Your answer should consist of every line from the records that holds the string "command".

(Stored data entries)
◇ ◇ ◇ ◇ ◇ ◇ ◇

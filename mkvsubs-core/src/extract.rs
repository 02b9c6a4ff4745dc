//! Subtitle and attachment extraction
//!
//! One pass over a Matroska container: element tags are folded into an
//! [`Extractor`], which registers subtitle tracks, routes their blocks,
//! collects attachments, and at end of stream renders every track.
//!
//! A pass is all-or-nothing. Any read or decode failure discards everything
//! accumulated so far, and a pass that finds nothing is an error.

use std::cell::Cell;
use std::io::{self, ErrorKind, Read};
use std::rc::Rc;

use bytes::Bytes;
use tokio::io::{AsyncRead, AsyncReadExt};

pub mod attachments;
pub mod blocks;
pub mod encoding;
pub mod tracks;

pub use attachments::AttachmentCollector;
pub use blocks::{route_block, BlockAccumulator, BlockRecord, RoutedBlock};
pub use encoding::{Compression, ContentEncoding};
pub use tracks::{SubtitleTrack, TrackRegistry, SUBTITLE_TRACK_TYPE};

use crate::error::{DecodeError, ExtractError, Result};
use crate::mkv::{element_stream, Master, MatroskaSpec};
use crate::output::OutputFile;
use crate::subtitles::render_track;

/// Read size used when pulling from an async byte source.
pub const CHUNK_SIZE: usize = 64 * 1024;

// ============================================================================
// Run State
// ============================================================================

/// State of one extraction pass. Created empty, fed element tags in
/// document order, consumed by [`Extractor::finish`].
#[derive(Debug, Default)]
pub struct Extractor {
    tracks: TrackRegistry,
    blocks: BlockAccumulator,
    attachments: AttachmentCollector,
    events_seen: u64,
}

impl Extractor {
    pub fn new() -> Self {
        Self::default()
    }

    /// React to one element tag. Masters are expected as `Start`/`End` pairs,
    /// the way [`element_stream`] emits them; buffered `Full` masters are
    /// ignored.
    pub fn handle(&mut self, tag: MatroskaSpec) -> Result<()> {
        self.events_seen += 1;
        match tag {
            MatroskaSpec::TrackEntry(Master::Start) => self.tracks.begin_entry(),
            MatroskaSpec::TrackEntry(Master::End) => {
                if self.tracks.commit()?.is_some() {
                    self.blocks.add_track();
                }
            }
            MatroskaSpec::ContentEncoding(Master::Start) => self.tracks.begin_encoding(),
            MatroskaSpec::ContentEncoding(Master::End) => self.tracks.end_encoding(),
            MatroskaSpec::TrackNumber(number) => self.tracks.set_number(number),
            MatroskaSpec::TrackType(track_type) => self.tracks.set_type(track_type),
            MatroskaSpec::CodecID(codec_id) => self.tracks.set_codec_id(codec_id),
            MatroskaSpec::CodecPrivate(data) => self.tracks.set_codec_private(Bytes::from(data)),
            MatroskaSpec::ContentEncodingScope(scope) => self.tracks.encoding().scope = scope,
            MatroskaSpec::ContentEncodingType(kind) => self.tracks.encoding().encoding_type = kind,
            MatroskaSpec::ContentCompAlgo(algo) => self.tracks.encoding().algo = algo,
            MatroskaSpec::ContentCompSettings(settings) => {
                self.tracks.encoding().settings = Bytes::from(settings)
            }

            MatroskaSpec::Timestamp(time_ms) => self.blocks.set_cluster_time(time_ms),
            MatroskaSpec::BlockGroup(Master::Start) => self.blocks.begin_group(),
            MatroskaSpec::BlockGroup(Master::End) => self.blocks.end_group(),
            MatroskaSpec::SimpleBlock(payload) | MatroskaSpec::Block(payload) => {
                self.handle_block(Bytes::from(payload))?
            }
            MatroskaSpec::BlockDuration(duration_ms) => self.blocks.set_duration(duration_ms),

            MatroskaSpec::FileName(name) => self.attachments.set_name(name)?,
            MatroskaSpec::FileData(data) => self.attachments.set_data(Bytes::from(data))?,
            MatroskaSpec::AttachedFile(Master::End) => self.attachments.end_file(),
            _ => {}
        }
        Ok(())
    }

    fn handle_block(&mut self, payload: Bytes) -> Result<()> {
        let Some(routed) = route_block(&self.tracks, &payload)? else {
            self.blocks.ignore_block();
            return Ok(());
        };
        let text = routed.track.frame_text(&routed.frame)?;
        self.blocks.push(routed.track_index, text, routed.line_offset_ms);
        Ok(())
    }

    /// End of input: render every subtitle track in registration order after
    /// the attachments, and fail if nothing was found.
    pub fn finish(self) -> Result<Vec<OutputFile>> {
        let events_seen = self.events_seen;
        let tracks = self.tracks.into_tracks();
        let records = self.blocks.into_records();
        let mut files = self.attachments.into_files();
        let attachment_count = files.len();

        for (index, (track, records)) in tracks.iter().zip(records.iter()).enumerate() {
            let rendered = render_track(&track.codec_header, records);
            let name = rendered.file_name(index);
            tracing::debug!(
                "Track {} rendered as {} ({} blocks)",
                track.track_number,
                name,
                records.len()
            );
            files.push(OutputFile::text(name, rendered.content));
        }

        if files.is_empty() {
            tracing::warn!("No subtitle tracks or attachments in {} events", events_seen);
            return Err(ExtractError::EmptyResult);
        }

        tracing::info!(
            "Extracted {} subtitle track(s) and {} attachment(s)",
            tracks.len(),
            attachment_count
        );
        Ok(files)
    }
}

// ============================================================================
// Byte Sources
// ============================================================================

/// Byte source wrapper that keeps the first read failure, so a failing
/// source is reported as [`ExtractError::Acquisition`] and not as malformed
/// container data.
struct SourceReader<R> {
    inner: R,
    failure: Rc<Cell<Option<io::Error>>>,
}

impl<R: Read> Read for SourceReader<R> {
    fn read(&mut self, buf: &mut [u8]) -> io::Result<usize> {
        loop {
            match self.inner.read(buf) {
                Err(e) if e.kind() == ErrorKind::Interrupted => continue,
                Err(e) => {
                    let kind = e.kind();
                    self.failure.set(Some(e));
                    return Err(io::Error::new(kind, "byte source failed"));
                }
                Ok(n) => return Ok(n),
            }
        }
    }
}

fn extract_from<R: Read>(source: R) -> Result<Vec<OutputFile>> {
    let failure = Rc::new(Cell::new(None));
    let reader = SourceReader {
        inner: source,
        failure: Rc::clone(&failure),
    };

    let mut extractor = Extractor::new();
    for tag in element_stream(reader) {
        match tag {
            Ok(tag) => extractor.handle(tag)?,
            Err(err) => {
                return Err(match failure.take() {
                    Some(source_error) => ExtractError::Acquisition(source_error),
                    None => DecodeError::Element(err.to_string()).into(),
                });
            }
        }
    }
    if let Some(source_error) = failure.take() {
        return Err(ExtractError::Acquisition(source_error));
    }
    extractor.finish()
}

// ============================================================================
// Public API
// ============================================================================

/// Fold an already-decoded tag sequence into output files.
pub fn extract_events<I>(events: I) -> Result<Vec<OutputFile>>
where
    I: IntoIterator<Item = MatroskaSpec>,
{
    events
        .into_iter()
        .try_fold(Extractor::new(), |mut extractor, event| {
            extractor.handle(event)?;
            Ok::<_, ExtractError>(extractor)
        })?
        .finish()
}

/// Extract from a container held fully in memory.
pub fn extract_bytes(data: &[u8]) -> Result<Vec<OutputFile>> {
    extract_from(data)
}

/// Extract from a blocking byte source, decoding as it is read.
pub fn extract_reader<R: Read>(reader: R) -> Result<Vec<OutputFile>> {
    extract_from(reader)
}

/// Extract from an async byte source. The whole input is awaited in
/// [`CHUNK_SIZE`] reads before decoding starts.
pub async fn extract_async<R: AsyncRead + Unpin>(mut reader: R) -> Result<Vec<OutputFile>> {
    let mut data = Vec::new();
    let mut chunk = vec![0u8; CHUNK_SIZE];
    loop {
        let n = reader.read(&mut chunk).await?;
        if n == 0 {
            break;
        }
        data.extend_from_slice(&chunk[..n]);
    }
    tracing::debug!("Read {} bytes from async source", data.len());
    extract_bytes(&data)
}
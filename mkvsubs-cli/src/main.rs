//! # mkvsubs
//!
//! Extract subtitle tracks (as `.srt` / `.ass`) and attachments from a
//! Matroska or WebM file.
//!
//! ## Usage
//! ```bash
//! mkvsubs movie.mkv -o subs/
//!
//! # List what would be extracted, as JSON
//! mkvsubs movie.mkv --dry-run --json
//!
//! # With debug logging
//! RUST_LOG=debug mkvsubs movie.mkv
//! ```

use std::path::PathBuf;

use anyhow::{Context, Result};
use clap::Parser;
use mkvsubs_core::{extract_async, OutputSummary};
use tracing_subscriber::EnvFilter;

mod writer;

#[derive(Parser, Debug)]
#[command(name = "mkvsubs")]
#[command(version)]
#[command(about = "Extract subtitle tracks and attachments from Matroska files")]
struct Cli {
    /// Matroska/WebM file to read
    #[arg(value_name = "INPUT")]
    input: PathBuf,

    /// Directory the extracted files are written to
    #[arg(short, long, env = "MKVSUBS_OUTPUT_DIR", default_value = ".")]
    output_dir: PathBuf,

    /// Extract and list the results without writing anything
    #[arg(long)]
    dry_run: bool,

    /// Print the list of extracted files as JSON on stdout
    #[arg(long)]
    json: bool,

    /// Replace files that already exist in the output directory
    #[arg(long)]
    overwrite: bool,

    /// Debug logging (RUST_LOG takes precedence)
    #[arg(short, long)]
    verbose: bool,
}

fn init_logging(verbose: bool) {
    let default = if verbose {
        "mkvsubs=debug,mkvsubs_core=debug"
    } else {
        "mkvsubs=info,mkvsubs_core=info"
    };
    let filter = EnvFilter::try_from_default_env().unwrap_or_else(|_| EnvFilter::new(default));

    tracing_subscriber::fmt()
        .with_env_filter(filter)
        .with_writer(std::io::stderr)
        .init();
}

#[tokio::main]
async fn main() -> Result<()> {
    let cli = Cli::parse();
    init_logging(cli.verbose);

    tracing::info!("mkvsubs v{}: reading {}", mkvsubs_core::VERSION, cli.input.display());

    let file = tokio::fs::File::open(&cli.input)
        .await
        .with_context(|| format!("Failed to open {}", cli.input.display()))?;
    let files = extract_async(file)
        .await
        .with_context(|| format!("Failed to extract from {}", cli.input.display()))?;

    let summaries: Vec<OutputSummary> = files.iter().map(|f| f.summary()).collect();
    if cli.json {
        println!("{}", serde_json::to_string_pretty(&summaries)?);
    } else {
        for summary in &summaries {
            println!("{}\t{:?}\t{} bytes", summary.name, summary.kind, summary.size);
        }
    }

    if cli.dry_run {
        tracing::info!("Dry run, {} file(s) not written", files.len());
        return Ok(());
    }

    let written = writer::write_outputs(&cli.output_dir, &files, cli.overwrite).await?;
    tracing::info!("Wrote {} file(s) to {}", written.len(), cli.output_dir.display());

    Ok(())
}
//! # mkvsubs core
//!
//! Rebuilds the subtitle tracks embedded in a Matroska/WebM container as
//! SubRip or Advanced SubStation files, and pulls out its attachments.
//!
//! ```no_run
//! let data = std::fs::read("movie.mkv")?;
//! for file in mkvsubs_core::extract_bytes(&data)? {
//!     println!("{} ({} bytes)", file.name, file.len());
//! }
//! # Ok::<(), Box<dyn std::error::Error>>(())
//! ```

// ============================================================================
// Container Elements
// ============================================================================
pub mod mkv;

// ============================================================================
// Extraction
// ============================================================================
pub mod error;
pub mod extract;
pub mod output;
pub mod subtitles;

pub use error::{DecodeError, ExtractError, Result};
pub use extract::{extract_async, extract_bytes, extract_events, extract_reader, Extractor};
pub use mkv::{Master, MatroskaSpec};
pub use output::{OutputData, OutputFile, OutputKind, OutputSummary};

// ============================================================================
// Version
// ============================================================================
pub const VERSION: &str = env!("CARGO_PKG_VERSION");
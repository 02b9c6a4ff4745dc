//! Track content encodings (compression) applied to frames and codec data.

use std::io::Read;

use bytes::Bytes;
use flate2::read::ZlibDecoder;

const SCOPE_FRAMES: u64 = 0x1;
const SCOPE_CODEC_PRIVATE: u64 = 0x2;

const TYPE_COMPRESSION: u64 = 0;
const TYPE_ENCRYPTION: u64 = 1;

const ALGO_ZLIB: u64 = 0;
const ALGO_BZLIB: u64 = 1;
const ALGO_LZO1X: u64 = 2;
const ALGO_HEADER_STRIPPING: u64 = 3;

#[derive(Debug, Clone, PartialEq, Eq)]
pub enum Compression {
    Zlib,
    /// Bytes removed from the front of every frame by the muxer
    HeaderStripping(Bytes),
}

#[derive(Debug, Clone, PartialEq, Eq)]
pub struct ContentEncoding {
    pub compression: Compression,
    pub scope: u64,
}

impl ContentEncoding {
    pub fn applies_to_frames(&self) -> bool {
        self.scope & SCOPE_FRAMES != 0
    }

    pub fn applies_to_codec_private(&self) -> bool {
        self.scope & SCOPE_CODEC_PRIVATE != 0
    }

    pub fn decode(&self, data: &[u8]) -> std::io::Result<Vec<u8>> {
        match &self.compression {
            Compression::Zlib => {
                let mut out = Vec::with_capacity(data.len() * 2);
                ZlibDecoder::new(data).read_to_end(&mut out)?;
                Ok(out)
            }
            Compression::HeaderStripping(prefix) => {
                let mut out = Vec::with_capacity(prefix.len() + data.len());
                out.extend_from_slice(prefix);
                out.extend_from_slice(data);
                Ok(out)
            }
        }
    }
}

/// ContentEncoding fields as they stream in, before validation.
#[derive(Debug, Clone)]
pub struct PendingEncoding {
    pub scope: u64,
    pub encoding_type: u64,
    pub algo: u64,
    pub settings: Bytes,
}

impl Default for PendingEncoding {
    fn default() -> Self {
        Self {
            scope: SCOPE_FRAMES,
            encoding_type: TYPE_COMPRESSION,
            algo: ALGO_ZLIB,
            settings: Bytes::new(),
        }
    }
}

impl PendingEncoding {
    /// Turn the buffered fields into a usable encoding, or the reason the
    /// track cannot be extracted.
    pub fn resolve(self) -> Result<ContentEncoding, &'static str> {
        if self.encoding_type == TYPE_ENCRYPTION {
            return Err("encrypted content");
        }
        if self.encoding_type != TYPE_COMPRESSION {
            return Err("unknown content encoding type");
        }

        let compression = match self.algo {
            ALGO_ZLIB => Compression::Zlib,
            ALGO_HEADER_STRIPPING => Compression::HeaderStripping(self.settings),
            ALGO_BZLIB => return Err("bzlib compression"),
            ALGO_LZO1X => return Err("lzo1x compression"),
            _ => return Err("unknown compression algorithm"),
        };

        Ok(ContentEncoding {
            compression,
            scope: self.scope,
        })
    }
}

#[cfg(test)]
mod tests {
    use super::*;
    use flate2::write::ZlibEncoder;
    use flate2::Compression as Level;
    use std::io::Write;

    fn zlib(data: &[u8]) -> Vec<u8> {
        let mut encoder = ZlibEncoder::new(Vec::new(), Level::default());
        encoder.write_all(data).unwrap();
        encoder.finish().unwrap()
    }

    #[test]
    fn inflates_zlib_frames() {
        let encoding = PendingEncoding::default().resolve().unwrap();
        assert!(encoding.applies_to_frames());
        assert!(!encoding.applies_to_codec_private());
        assert_eq!(encoding.decode(&zlib(b"Hello there")).unwrap(), b"Hello there");
    }

    #[test]
    fn restores_stripped_header() {
        let encoding = PendingEncoding {
            algo: ALGO_HEADER_STRIPPING,
            settings: Bytes::from_static(b"12,0,"),
            ..Default::default()
        }
        .resolve()
        .unwrap();
        assert_eq!(encoding.decode(b"Default,,Hi").unwrap(), b"12,0,Default,,Hi");
    }

    #[test]
    fn rejects_encryption_and_unsupported_algorithms() {
        let encrypted = PendingEncoding {
            encoding_type: TYPE_ENCRYPTION,
            ..Default::default()
        };
        assert_eq!(encrypted.resolve(), Err("encrypted content"));

        let lzo = PendingEncoding {
            algo: ALGO_LZO1X,
            ..Default::default()
        };
        assert!(lzo.resolve().is_err());
    }

    #[test]
    fn corrupt_zlib_is_an_error() {
        let encoding = PendingEncoding::default().resolve().unwrap();
        assert!(encoding.decode(b"not zlib at all").is_err());
    }
}
//! EBML vint reading for the sub-fields packed inside block payloads.

use bytes::Buf;

use crate::error::DecodeError;

#[derive(Debug, Clone, Copy, PartialEq, Eq)]
pub struct Vint {
    /// Encoded length in bytes, marker included
    pub length: usize,
    pub value: u64,
}

/// Read one variable-length unsigned integer with the length marker stripped.
pub fn read_vint<B: Buf>(buf: &mut B) -> Result<Vint, DecodeError> {
    if !buf.has_remaining() {
        return Err(DecodeError::MissingVint);
    }

    let first = buf.get_u8();
    let length = match first.leading_zeros() as usize {
        n if n < 8 => n + 1,
        _ => return Err(DecodeError::InvalidVint(first)),
    };

    let mut value = (first as u64) & (0xFFu64 >> length);
    for _ in 1..length {
        if !buf.has_remaining() {
            return Err(DecodeError::TruncatedVint);
        }
        value = (value << 8) | buf.get_u8() as u64;
    }

    Ok(Vint { length, value })
}
//! Over/Under pick generation.
//!
//! PLACEHOLDER: the shipped strategy is a coin flip dressed up with
//! templated reasoning, not a model. It lives behind `TotalsStrategy` so a
//! real predictor can be dropped in without touching the reconciliation
//! core, which never calls into this module.

use parking_lot::Mutex;
use rand::rngs::StdRng;
use rand::{Rng, SeedableRng};
use serde::{Deserialize, Serialize};

use crate::models::League;

#[derive(Debug, Clone, Deserialize)]
pub struct PickRequest {
    pub league: League,
    pub away: String,
    pub home: String,
    pub line: f64,
    pub odds: String,
}

#[derive(Debug, Clone, Copy, PartialEq, Eq, Serialize)]
pub enum Pick {
    Over,
    Under,
}

#[derive(Debug, Clone, Serialize)]
#[serde(rename_all = "camelCase")]
pub struct PickSignals {
    pub recent_form_note: Option<String>,
    pub injury_or_rest_note: Option<String>,
    pub context_note: Option<String>,
}

#[derive(Debug, Clone, Serialize)]
pub struct PickDecision {
    pub pick: Pick,
    pub confidence: f64,
    pub reasoning: String,
    pub signals: PickSignals,
}

/// Strategy seam for totals picks. Implementations may consult real data;
/// the default one does not.
pub trait TotalsStrategy: Send + Sync {
    fn pick(&self, request: &PickRequest) -> PickDecision;
}

/// Coin-flip placeholder. Confidence lands between 0.5 and 0.9 like the
/// knob it is pretending to be.
pub struct CoinFlipStrategy {
    rng: Mutex<StdRng>,
}

impl CoinFlipStrategy {
    pub fn new() -> Self {
        Self {
            rng: Mutex::new(StdRng::from_entropy()),
        }
    }

    pub fn seeded(seed: u64) -> Self {
        Self {
            rng: Mutex::new(StdRng::seed_from_u64(seed)),
        }
    }
}

impl Default for CoinFlipStrategy {
    fn default() -> Self {
        Self::new()
    }
}

impl TotalsStrategy for CoinFlipStrategy {
    fn pick(&self, request: &PickRequest) -> PickDecision {
        let mut rng = self.rng.lock();

        let pick = if rng.gen_bool(0.5) {
            Pick::Over
        } else {
            Pick::Under
        };
        let confidence = ((0.5 + rng.gen::<f64>() * 0.4) * 1000.0).round() / 1000.0;

        let reasoning = match pick {
            Pick::Over => format!(
                "Both {} and {} have been scoring above their season averages \
                 in recent games. The total of {} seems achievable.",
                request.away, request.home, request.line
            ),
            Pick::Under => format!(
                "Both {} and {} have strong defensive units that have been \
                 performing well lately. The total of {} seems high.",
                request.away, request.home, request.line
            ),
        };

        let recent_form_note = Some(match request.league {
            League::Mlb => format!(
                "{} averaging 5.2 runs and {} averaging 4.8 runs in their last 5 games.",
                request.away, request.home
            ),
            League::Nba => format!(
                "{} averaging 112 points and {} averaging 108 points in their last 5 games.",
                request.away, request.home
            ),
            League::Nfl => format!(
                "{} averaging 24 points and {} averaging 21 points in their last 3 games.",
                request.away, request.home
            ),
        });

        PickDecision {
            pick,
            confidence,
            reasoning,
            signals: PickSignals {
                recent_form_note,
                injury_or_rest_note: None,
                context_note: None,
            },
        }
    }
}

#[cfg(test)]
mod tests {
    use super::*;

    fn request() -> PickRequest {
        PickRequest {
            league: League::Nba,
            away: "BOS".to_string(),
            home: "LAL".to_string(),
            line: 224.5,
            odds: "-110".to_string(),
        }
    }

    #[test]
    fn test_seeded_strategy_is_deterministic() {
        let a = CoinFlipStrategy::seeded(42).pick(&request());
        let b = CoinFlipStrategy::seeded(42).pick(&request());
        assert_eq!(a.pick, b.pick);
        assert_eq!(a.confidence, b.confidence);
    }

    #[test]
    fn test_confidence_stays_in_band() {
        let strategy = CoinFlipStrategy::seeded(7);
        for _ in 0..100 {
            let decision = strategy.pick(&request());
            assert!(decision.confidence >= 0.5 && decision.confidence <= 0.9);
        }
    }

    #[test]
    fn test_reasoning_mentions_both_teams() {
        let decision = CoinFlipStrategy::seeded(1).pick(&request());
        assert!(decision.reasoning.contains("BOS"));
        assert!(decision.reasoning.contains("LAL"));
    }
}
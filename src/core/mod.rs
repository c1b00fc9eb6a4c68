//! Standings reconciliation and derived-statistics engine.
//!
//! Everything in here is a pure, synchronous computation over
//! already-materialized inputs: no I/O, no clocks, no shared state.
//! Providers normalize payloads before they reach this module and the
//! service layer persists what comes out.

pub mod error;
pub mod extractor;
pub mod form;
pub mod reconciler;
pub mod summary;
pub mod verifier;

pub use error::CoreError;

◇ ◇ ◇ ◇ ◇ ◇ ◇

# EXERCISE RESPONSE
#[command(name = "mkvsubs")]
#[command(version)]
#[command(about = "Extract subtitle tracks and attachments from Matroska files")]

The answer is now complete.